The rebar plant was dead silent, save for the clop my hooves made when they landed on the concrete inside. Some glass also crunched underneath them, and I quickly scooted away from the window so Rankan could enter. I could hardly see anything inside except for the faint glow of old metal piled high in front of me, so I tugged on one of SCaR’s thrusters with my magic to get his attention, then pointed up toward the ceiling. Trilling quietly, SCaR puttered up higher, then activated its spotlight.

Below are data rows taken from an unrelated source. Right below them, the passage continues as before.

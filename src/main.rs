use tracing_subscriber::EnvFilter;

use loan_advisor::config::Config;
use loan_advisor::state::AppState;

#[tokio::main]
async fn main() -> anyhow::Result<()> {
    // Initialize tracing
    tracing_subscriber::fmt()
        .with_env_filter(
            EnvFilter::try_from_default_env().unwrap_or_else(|_| EnvFilter::new("info")),
        )
        .init();

    let config = Config::from_env();
    tracing::info!("Data directory: {}", config.data_dir.display());
    tracing::info!("LLM provider: {} ({})", config.llm.provider, config.llm.base_url);
    if config.auth.uses_dev_secret() {
        tracing::warn!("JWT_SECRET is not set; using the development signing secret");
    }
    if config.speech.api_key.is_none() {
        tracing::warn!("SARVAM_API_KEY is not set; translation and voice chat will fail");
    }

    let bind_addr = config.bind_addr.clone();
    let state = AppState::new(config)?;
    let app = loan_advisor::app(state);

    let listener = tokio::net::TcpListener::bind(&bind_addr).await?;
    tracing::info!("Server listening on {bind_addr}");

    axum::serve(listener, app).await?;
    Ok(())
}
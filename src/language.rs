//! Language detection and the language codes the speech service understands.

use anyhow::Result;
use whatlang::Lang;

/// Two-letter codes the translation service accepts.
pub const SUPPORTED_LANGUAGES: [&str; 12] = [
    "en", "hi", "ta", "te", "kn", "ml", "gu", "mr", "bn", "pa", "or", "es",
];

/// Detect the language of `text`.
///
/// Returns an ISO 639-1 code for the supported languages and the detector's
/// ISO 639-3 code for anything else, which callers treat as unsupported.
pub fn detect_language(text: &str) -> Result<String> {
    if text.trim().is_empty() {
        anyhow::bail!("Cannot detect language: Input text is empty");
    }

    let info = whatlang::detect(text)
        .ok_or_else(|| anyhow::anyhow!("Language detection failed for input"))?;

    // Short Latin-script messages are often ambiguous; treat them as English.
    if !info.is_reliable() && info.script() == whatlang::Script::Latin {
        tracing::debug!(guess = info.lang().code(), "Unreliable detection, assuming English");
        return Ok("en".to_string());
    }

    let code = match info.lang() {
        Lang::Eng => "en",
        Lang::Hin => "hi",
        Lang::Tam => "ta",
        Lang::Tel => "te",
        Lang::Kan => "kn",
        Lang::Mal => "ml",
        Lang::Guj => "gu",
        Lang::Mar => "mr",
        Lang::Ben => "bn",
        Lang::Pan => "pa",
        Lang::Ori => "or",
        Lang::Spa => "es",
        other => other.code(),
    };
    tracing::debug!(lang = code, confidence = info.confidence(), "Detected language");
    Ok(code.to_string())
}

pub fn is_supported(lang: &str) -> bool {
    SUPPORTED_LANGUAGES.contains(&lang)
}

/// Map a two-letter code to the regional code used by the speech service.
pub fn sarvam_code(lang: &str) -> String {
    match lang {
        "or" => "od-IN".to_string(),
        "es" => "es".to_string(),
        other => format!("{other}-IN"),
    }
}

#[cfg(test)]
mod tests {
    use super::*;

    #[test]
    fn test_empty_text_is_error() {
        assert!(detect_language("").is_err());
        assert!(detect_language("   \n").is_err());
    }

    #[test]
    fn test_detects_english() {
        let lang =
            detect_language("What are the eligibility criteria for a car loan from the bank?")
                .unwrap();
        assert_eq!(lang, "en");
    }

    #[test]
    fn test_detects_tamil() {
        let lang = detect_language("எனக்கு கார் கடன் வேண்டும், தகுதி என்ன என்று சொல்லுங்கள்").unwrap();
        assert_eq!(lang, "ta");
    }

    #[test]
    fn test_sarvam_codes() {
        assert_eq!(sarvam_code("en"), "en-IN");
        assert_eq!(sarvam_code("ta"), "ta-IN");
        assert_eq!(sarvam_code("or"), "od-IN");
        assert_eq!(sarvam_code("es"), "es");
    }

    #[test]
    fn test_supported_set() {
        assert!(is_supported("ta"));
        assert!(is_supported("or"));
        assert!(!is_supported("fra"));
        assert!(!is_supported("fr"));
    }
}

The drone slowly swept the spotlight across the plant so we could see what was around us. Half of the ceiling had collapsed, letting some moonlight in, and there was a lot of heavy machinery that was crushed underneath it. Near us, a huge cobble of rebar had roared out of a jam and formed seven or eight loops in the air before it finally stopped, leaving only a twisted and rusted set of hoops and turns jutting out of the machine two centuries later. And there were a few skeletons lying near that machine with cracked and bleached bones, just to complete the picture.

Mawari saw the skeletons and shook her head. “Poor bastards,” she whispered. Then, moving slowly so her armor wouldn’t rattle, she began to move to the right, her eyes set on the flickering shadows SCaR’s spotlight cast on the catwalks.

As I followed her, I got a little distracted trying to reconstruct what had happened here. I sure as shit don’t know the first thing about forensics, but I could put together a rough idea of what’d happened solely from the rebar cobble and the skeletons near the machinery. The plant had been running when everything went to shit, otherwise there wouldn’t have been a cobble still sticking out of the machines. Maybe the plant had been attacked while the workers were still using it? And if that was true, I had to wonder if those skeletons next to the machinery belonged to the workers. It was one thing to grow up surrounded by centuries-old technology, but it was quite another to find the remains of somepony who’d actually used it.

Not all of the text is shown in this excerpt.